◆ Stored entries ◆
:::
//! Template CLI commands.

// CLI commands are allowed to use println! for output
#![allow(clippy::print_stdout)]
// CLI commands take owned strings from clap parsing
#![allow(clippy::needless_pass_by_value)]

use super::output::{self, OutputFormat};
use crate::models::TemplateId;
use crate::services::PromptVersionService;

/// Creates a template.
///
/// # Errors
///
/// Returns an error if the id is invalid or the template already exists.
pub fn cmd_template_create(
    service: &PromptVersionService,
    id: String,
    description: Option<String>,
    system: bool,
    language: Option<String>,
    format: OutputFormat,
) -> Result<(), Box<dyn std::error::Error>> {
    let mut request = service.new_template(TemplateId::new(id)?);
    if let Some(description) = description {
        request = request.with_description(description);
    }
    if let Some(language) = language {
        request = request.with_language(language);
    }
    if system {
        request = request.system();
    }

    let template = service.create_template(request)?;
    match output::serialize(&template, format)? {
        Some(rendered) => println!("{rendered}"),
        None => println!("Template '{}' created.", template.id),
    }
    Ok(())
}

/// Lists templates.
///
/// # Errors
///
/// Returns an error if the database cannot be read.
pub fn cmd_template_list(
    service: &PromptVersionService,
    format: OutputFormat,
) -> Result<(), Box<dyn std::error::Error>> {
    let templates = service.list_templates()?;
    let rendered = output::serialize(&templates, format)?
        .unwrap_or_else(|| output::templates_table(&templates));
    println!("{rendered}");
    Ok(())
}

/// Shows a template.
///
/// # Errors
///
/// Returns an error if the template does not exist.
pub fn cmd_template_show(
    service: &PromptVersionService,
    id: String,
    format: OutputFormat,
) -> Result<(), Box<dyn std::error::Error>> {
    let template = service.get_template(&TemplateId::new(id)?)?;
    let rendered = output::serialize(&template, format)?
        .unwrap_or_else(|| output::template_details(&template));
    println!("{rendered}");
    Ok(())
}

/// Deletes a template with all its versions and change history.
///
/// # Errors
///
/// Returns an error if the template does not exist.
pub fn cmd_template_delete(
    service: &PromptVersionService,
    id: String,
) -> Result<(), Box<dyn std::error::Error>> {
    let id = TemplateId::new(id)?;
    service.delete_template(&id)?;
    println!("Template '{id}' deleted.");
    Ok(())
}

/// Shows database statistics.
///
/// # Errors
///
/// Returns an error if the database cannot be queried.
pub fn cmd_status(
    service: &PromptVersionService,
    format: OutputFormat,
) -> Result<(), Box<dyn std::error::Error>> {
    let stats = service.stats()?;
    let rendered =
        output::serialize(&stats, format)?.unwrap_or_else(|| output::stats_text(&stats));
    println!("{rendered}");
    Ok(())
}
:::
◆ ACTIVITY ◆
In full and verbatim, transcribe the data.

◆ SOLUTION FOR THIS PROBLEM ◆
//! Template CLI commands.

// CLI commands are allowed to use println! for output
#![allow(clippy::print_stdout)]
// CLI commands take owned strings from clap parsing
#![allow(clippy::needless_pass_by_value)]

use super::output::{self, OutputFormat};
use crate::models::TemplateId;
use crate::services::PromptVersionService;

/// Creates a template.
///
/// # Errors
///
/// Returns an error if the id is invalid or the template already exists.
pub fn cmd_template_create(
    service: &PromptVersionService,
    id: String,
    description: Option<String>,
    system: bool,
    language: Option<String>,
    format: OutputFormat,
) -> Result<(), Box<dyn std::error::Error>> {
    let mut request = service.new_template(TemplateId::new(id)?);
    if let Some(description) = description {
        request = request.with_description(description);
    }
    if let Some(language) = language {
        request = request.with_language(language);
    }
    if system {
        request = request.system();
    }

    let template = service.create_template(request)?;
    match output::serialize(&template, format)? {
        Some(rendered) => println!("{rendered}"),
        None => println!("Template '{}' created.", template.id),
    }
    Ok(())
}

/// Lists templates.
///
/// # Errors
///
/// Returns an error if the database cannot be read.
pub fn cmd_template_list(
    service: &PromptVersionService,
    format: OutputFormat,
) -> Result<(), Box<dyn std::error::Error>> {
    let templates = service.list_templates()?;
    let rendered = output::serialize(&templates, format)?
        .unwrap_or_else(|| output::templates_table(&templates));
    println!("{rendered}");
    Ok(())
}

/// Shows a template.
///
/// # Errors
///
/// Returns an error if the template does not exist.
pub fn cmd_template_show(
    service: &PromptVersionService,
    id: String,
    format: OutputFormat,
) -> Result<(), Box<dyn std::error::Error>> {
    let template = service.get_template(&TemplateId::new(id)?)?;
    let rendered = output::serialize(&template, format)?
        .unwrap_or_else(|| output::template_details(&template));
    println!("{rendered}");
    Ok(())
}

/// Deletes a template with all its versions and change history.
///
/// # Errors
///
/// Returns an error if the template does not exist.
pub fn cmd_template_delete(
    service: &PromptVersionService,
    id: String,
) -> Result<(), Box<dyn std::error::Error>> {
    let id = TemplateId::new(id)?;
    service.delete_template(&id)?;
    println!("Template '{id}' deleted.");
    Ok(())
}

/// Shows database statistics.
///
/// # Errors
///
/// Returns an error if the database cannot be queried.
pub fn cmd_status(
    service: &PromptVersionService,
    format: OutputFormat,
) -> Result<(), Box<dyn std::error::Error>> {
    let stats = service.stats()?;
    let rendered =
        output::serialize(&stats, format)?.unwrap_or_else(|| output::stats_text(&stats));
    println!("{rendered}");
    Ok(())
}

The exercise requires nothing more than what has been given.